Check every line of the material for the word "Duration". Copy those that have it.

= = = = =

//! The main menu keyboard shown on /start.

use teloxide::types::{KeyboardButton, KeyboardMarkup as ReplyKeyboardMarkup};

/// Button labels, row by row.
const MENU_LAYOUT: [[&str; 2]; 2] = [["📚 Help", "ℹ️ About"], ["🔍 Search", "⚙️ Settings"]];

/// Build the 2x2 main menu keyboard.
pub fn main_keyboard() -> ReplyKeyboardMarkup {
    let rows = MENU_LAYOUT
        .iter()
        .map(|row| row.iter().map(|label| KeyboardButton::new(*label)).collect::<Vec<_>>());
    ReplyKeyboardMarkup::new(rows).resize_keyboard()
}
//! Bot module - command registry, handlers and the Telegram client.

pub mod dispatch;
pub mod handlers;
pub mod keyboard;
pub mod telegram;

use std::sync::Arc;

pub use dispatch::{CommandRegistry, Inbound, default_registry};
pub use keyboard::main_keyboard;
pub use telegram::{Sender, TelegramClient};

/// Everything a request handler needs, constructed once at startup and
/// shared read-only across requests.
pub struct BotState {
    pub sender: Arc<dyn Sender>,
    pub registry: CommandRegistry,
}

impl BotState {
    pub fn new(sender: Arc<dyn Sender>, registry: CommandRegistry) -> Self {
        Self { sender, registry }
    }
}
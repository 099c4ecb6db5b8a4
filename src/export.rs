// Author: Dustin Pilgrim
// License: MIT

use std::fmt::Write;

use crate::section::Section;
use crate::XclError;

/// Render a section tree for humans: one indented block per section, with
/// each value's type spelled out.
///
/// Unlike the canonical form this is not meant to be parsed back.
///
/// # Examples
/// ```
/// use xcl::{export, Section};
///
/// let config: Section = "[a'b]\nx = i'42\n".parse().unwrap();
/// assert_eq!(export::dump(&config), "[a]\n  [b]\n    x = 42 (signed integer)\n");
/// ```
pub fn dump(section: &Section) -> String {
    let mut out = String::new();
    if section.name().is_empty() {
        dump_body(&mut out, section, 0);
    } else {
        dump_section(&mut out, section.name(), section, 0);
    }
    out
}

fn dump_section(out: &mut String, name: &str, section: &Section, depth: usize) {
    let _ = writeln!(out, "{}[{}]", "  ".repeat(depth), name);
    dump_body(out, section, depth + 1);
}

fn dump_body(out: &mut String, section: &Section, depth: usize) {
    let indent = "  ".repeat(depth);
    for (key, value) in section.attributes() {
        let _ = writeln!(out, "{}{} = {} ({})", indent, key, value, value.kind());
    }
    for (name, child) in section.sections() {
        dump_section(out, name, child, depth);
    }
}

/// Export a section tree to pretty JSON.
///
/// Sections become `{"attributes", "sections"}` objects keyed by name and
/// values keep their tag: `{"int": 42}`, `{"string": "hi"}`.
pub fn to_json(section: &Section) -> Result<String, XclError> {
    serde_json::to_string_pretty(section).map_err(|e| XclError::JsonError {
        message: format!("Failed to export: {}", e),
        hint: None,
        code: Some(501),
    })
}

/// Rebuild a section tree from [`to_json`] output. Every section starts dirty.
///
/// Keys and section names must be expressible in the text format; anything
/// else is a [`XclError::JsonError`].
pub fn from_json(input: &str) -> Result<Section, XclError> {
    serde_json::from_str(input).map_err(|e| XclError::JsonError {
        message: format!("Failed to import: {}", e),
        hint: Some("Expected the shape produced by export::to_json".into()),
        code: Some(501),
    })
}
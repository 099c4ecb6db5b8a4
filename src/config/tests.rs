// Author: Dustin Pilgrim
// License: MIT

#[cfg(test)]
use super::*;
use std::sync::{Arc, Mutex};
use std::time::{Duration, UNIX_EPOCH};

use proptest::prelude::*;
use tempfile::TempDir;

use crate::ast::Value;
use crate::parser::DiagnosticKind;

fn write_file(dir: &TempDir, name: &str, content: &str) -> PathBuf {
    let path = dir.path().join(name);
    fs::write(&path, content).expect("Failed to write fixture");
    path
}

/// Rewrite a file and stamp it with an mtime that differs from anything recorded.
fn touch_with(path: &Path, content: &str, secs: u64) {
    fs::write(path, content).unwrap();
    let file = File::options().write(true).open(path).unwrap();
    file.set_modified(UNIX_EPOCH + Duration::from_secs(secs)).unwrap();
}

#[test]
fn test_end_to_end_scenario() {
    let dir = tempfile::tempdir().unwrap();
    let path = write_file(&dir, "app.xcl", "[a'b]\nx = i'42\n");

    let mut config = Xcl::open(&path).expect("Failed to open config");
    assert!(config.find("a'b").is_some());
    assert_eq!(config.get::<i64>("a'b'x").unwrap(), 42);
    assert!(config.find("a'c").is_none());

    config.insert_or_assign("a'b'y", "hi").unwrap();
    assert!(config.save(true).unwrap());

    let fresh = Xcl::open(&path).unwrap();
    assert_eq!(fresh.get::<String>("a'b'y").unwrap(), "hi");
    assert_eq!(fresh.get::<i64>("a'b'x").unwrap(), 42);
}

#[test]
fn test_missing_file_starts_empty() {
    let dir = tempfile::tempdir().unwrap();
    let config = Xcl::open(dir.path().join("absent.xcl")).unwrap();

    assert!(config.is_empty());
    assert!(config.last_write_time().is_none());
    assert!(config.path().unwrap().is_absolute());
}

#[test]
fn test_directory_path_is_not_loaded() {
    let dir = tempfile::tempdir().unwrap();
    let config = Xcl::open(dir.path()).unwrap();
    assert!(config.is_empty());
    assert!(config.last_write_time().is_none());
}

#[test]
fn test_empty_path_is_resolution_error() {
    assert!(matches!(
        Xcl::open(""),
        Err(XclError::FileError { code: Some(303), .. })
    ));
}

#[test]
fn test_new_swallows_resolution_failure() {
    let mut config = Xcl::new("");
    assert!(config.path().is_none());
    assert!(config.is_empty());

    config.insert_or_assign("k", 1i64).unwrap();
    assert!(!config.save(true).unwrap());
    assert!(!config.reload(true).unwrap());
}

#[test]
fn test_new_loads_like_open() {
    let dir = tempfile::tempdir().unwrap();
    let path = write_file(&dir, "n.xcl", "k = u'9\n");
    let config = Xcl::new(&path);
    assert_eq!(config.get::<u64>("k").unwrap(), 9);
    assert!(config.last_write_time().is_some());
}

#[test]
fn test_tilde_expands_to_home() {
    let Some(home) = dirs::home_dir() else {
        return;
    };
    let config = Xcl::new("~/.xcl-test-never-created/settings.xcl");
    assert!(config.path().unwrap().starts_with(&home));
}

#[test]
fn test_save_is_idempotent() {
    let dir = tempfile::tempdir().unwrap();
    let path = dir.path().join("idem.xcl");

    let mut config = Xcl::open(&path).unwrap();
    config.insert_or_assign("srv'port", 80u64).unwrap();

    assert!(config.save(false).unwrap());
    assert!(!config.needs_write());
    assert!(!config.save(false).unwrap());

    config.insert_or_assign("srv'port", 81u64).unwrap();
    assert!(config.save(false).unwrap());
}

#[test]
fn test_loaded_document_needs_first_save() {
    let dir = tempfile::tempdir().unwrap();
    let path = write_file(&dir, "fresh.xcl", "k = i'1\n");

    let mut config = Xcl::open(&path).unwrap();
    assert!(config.needs_write());
    assert!(config.save(false).unwrap());
    assert!(!config.save(false).unwrap());
}

#[test]
fn test_save_creates_parent_directories() {
    let dir = tempfile::tempdir().unwrap();
    let path = dir.path().join("deep").join("er").join("cfg.xcl");

    let mut config = Xcl::open(&path).unwrap();
    config.insert_or_assign("k", "v").unwrap();
    assert!(config.save(false).unwrap());

    assert_eq!(fs::read_to_string(&path).unwrap(), "k = s'v\n\n");
    assert_eq!(config.last_write_time(), helpers::modified_time(&path));
}

#[test]
fn test_save_to_directory_is_silent_noop() {
    let dir = tempfile::tempdir().unwrap();
    let target = dir.path().join("taken");

    let mut config = Xcl::open(&target).unwrap();
    fs::create_dir(&target).unwrap();
    config.insert_or_assign("k", 1i64).unwrap();

    assert!(!config.save(true).unwrap());
    assert!(config.needs_write());
}

#[test]
fn test_failed_write_is_error_and_keeps_markers() {
    let dir = tempfile::tempdir().unwrap();
    let blocker = write_file(&dir, "plain-file", "");
    let path = blocker.join("nested").join("cfg.xcl");

    let mut config = Xcl::open(&path).unwrap();
    config.insert_or_assign("k", 1i64).unwrap();

    assert!(matches!(
        config.save(true),
        Err(XclError::FileError { code: Some(302), .. })
    ));
    assert!(config.needs_write());
    assert!(config.last_write_time().is_none());
}

#[test]
fn test_reload_only_when_mtime_changes() {
    let dir = tempfile::tempdir().unwrap();
    let path = write_file(&dir, "r.xcl", "k = i'1\n");

    let mut config = Xcl::open(&path).unwrap();
    assert!(!config.reload(false).unwrap());

    touch_with(&path, "k = i'2\n", 1_000_000);
    assert!(config.reload(false).unwrap());
    assert_eq!(config.get::<i64>("k").unwrap(), 2);
    assert_eq!(
        config.last_write_time(),
        Some(UNIX_EPOCH + Duration::from_secs(1_000_000))
    );

    assert!(!config.reload(false).unwrap());
}

#[test]
fn test_content_change_without_mtime_change_is_ignored() {
    let dir = tempfile::tempdir().unwrap();
    let path = write_file(&dir, "same.xcl", "k = i'1\n");
    touch_with(&path, "k = i'1\n", 2_000_000);

    let mut config = Xcl::open(&path).unwrap();
    touch_with(&path, "k = i'5\n", 2_000_000);

    assert!(!config.reload(false).unwrap());
    assert_eq!(config.get::<i64>("k").unwrap(), 1);

    assert!(config.reload(true).unwrap());
    assert_eq!(config.get::<i64>("k").unwrap(), 5);
}

#[test]
fn test_reload_discards_unsaved_edits() {
    let dir = tempfile::tempdir().unwrap();
    let path = write_file(&dir, "d.xcl", "[a]\nk = i'1\n");

    let mut config = Xcl::open(&path).unwrap();
    config.insert_or_assign("a'local", "edit").unwrap();
    config.try_insert("b").unwrap();

    assert!(config.reload(true).unwrap());
    assert!(!config.has("a'local"));
    assert!(config.find("b").is_none());
    assert_eq!(config.get::<i64>("a'k").unwrap(), 1);
}

#[test]
fn test_reload_after_own_save_is_noop() {
    let dir = tempfile::tempdir().unwrap();
    let path = dir.path().join("own.xcl");

    let mut config = Xcl::open(&path).unwrap();
    config.insert_or_assign("k", 1i64).unwrap();
    config.save(false).unwrap();

    assert!(!config.reload(false).unwrap());
}

#[test]
fn test_reload_picks_up_created_and_deleted_files() {
    let dir = tempfile::tempdir().unwrap();
    let path = dir.path().join("late.xcl");

    let mut config = Xcl::open(&path).unwrap();
    assert!(!config.reload(false).unwrap());

    fs::write(&path, "k = i'3\n").unwrap();
    assert!(config.reload(false).unwrap());
    assert_eq!(config.get::<i64>("k").unwrap(), 3);

    fs::remove_file(&path).unwrap();
    assert!(config.reload(false).unwrap());
    assert!(config.is_empty());
    assert!(config.last_write_time().is_none());
}

#[test]
fn test_diagnostics_reach_handler_on_open_and_reload() {
    let dir = tempfile::tempdir().unwrap();
    let path = write_file(&dir, "diag.xcl", "ok = i'1\nbad = i'x\n");

    let seen = Arc::new(Mutex::new(Vec::new()));
    let sink = Arc::clone(&seen);
    let mut config = Xcl::open_with(&path, move |d: &Diagnostic| {
        sink.lock().unwrap().push(d.kind);
    })
    .unwrap();

    assert_eq!(config.get::<i64>("ok").unwrap(), 1);
    assert!(!config.has("bad"));
    assert_eq!(*seen.lock().unwrap(), vec![DiagnosticKind::InvalidValue]);

    config.reload(true).unwrap();
    assert_eq!(seen.lock().unwrap().len(), 2);
}

#[test]
fn test_invalid_utf8_line_does_not_fail_open() {
    let dir = tempfile::tempdir().unwrap();
    let path = dir.path().join("bytes.xcl");
    fs::write(&path, b"a = i'1\nbad = s'\xff\n[sec]\nb = i'2\n").unwrap();

    let config = Xcl::open(&path).expect("Failed to open config");
    assert_eq!(config.get::<i64>("a").unwrap(), 1);
    assert_eq!(config.get::<i64>("sec'b").unwrap(), 2);
    assert!(!config.has("bad"));

    let lenient = Xcl::new(&path);
    assert!(lenient.has("a"));
    assert!(lenient.has("sec'b"));
}

#[cfg(unix)]
#[test]
fn test_symlink_is_loaded() {
    let dir = tempfile::tempdir().unwrap();
    let real = write_file(&dir, "real.xcl", "k = s'linked\n");
    let link = dir.path().join("link.xcl");
    std::os::unix::fs::symlink(&real, &link).unwrap();

    let config = Xcl::open(&link).unwrap();
    assert_eq!(config.get::<String>("k").unwrap(), "linked");
}

#[test]
fn test_deref_exposes_root() {
    let mut config = Xcl::new(std::env::temp_dir().join("xcl-deref-never-written.xcl"));
    config.insert_or_assign("x", 1i64).unwrap();
    assert_eq!(config.root().get::<i64>("x").unwrap(), 1);
    assert!(config.root_mut().remove_value("x").is_some());
    assert!(config.into_root().is_empty());
}

fn value_strategy() -> impl Strategy<Value = Value> {
    prop_oneof![
        "[a-zA-Z0-9,.'=_-]{0,12}".prop_map(Value::String),
        any::<i64>().prop_map(Value::Int),
        any::<u64>().prop_map(Value::UInt),
        any::<f32>().prop_filter("finite", |f| f.is_finite()).prop_map(Value::Float),
        any::<f64>().prop_filter("finite", |f| f.is_finite()).prop_map(Value::Double),
    ]
}

fn entry_strategy() -> impl Strategy<Value = (Vec<String>, String, Value)> {
    (
        prop::collection::vec("[a-z]{1,4}", 0..3),
        "[a-z][a-z0-9_]{0,6}",
        value_strategy(),
    )
}

proptest! {
    #[test]
    fn prop_save_then_load_round_trips(entries in prop::collection::vec(entry_strategy(), 0..16)) {
        let dir = tempfile::tempdir().unwrap();
        let path = dir.path().join("prop.xcl");

        let mut config = Xcl::open(&path).unwrap();
        for (sections, key, value) in &entries {
            let mut full = sections.clone();
            full.push(key.clone());
            config.insert_or_assign(&full.join("'"), value.clone()).unwrap();
        }
        config.save(true).unwrap();

        let loaded = Xcl::open(&path).unwrap();
        prop_assert_eq!(loaded.root(), config.root());
    }
}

= = = = =

Exercise output —
use std::time::{Duration, UNIX_EPOCH};
    file.set_modified(UNIX_EPOCH + Duration::from_secs(secs)).unwrap();
        Some(UNIX_EPOCH + Duration::from_secs(1_000_000))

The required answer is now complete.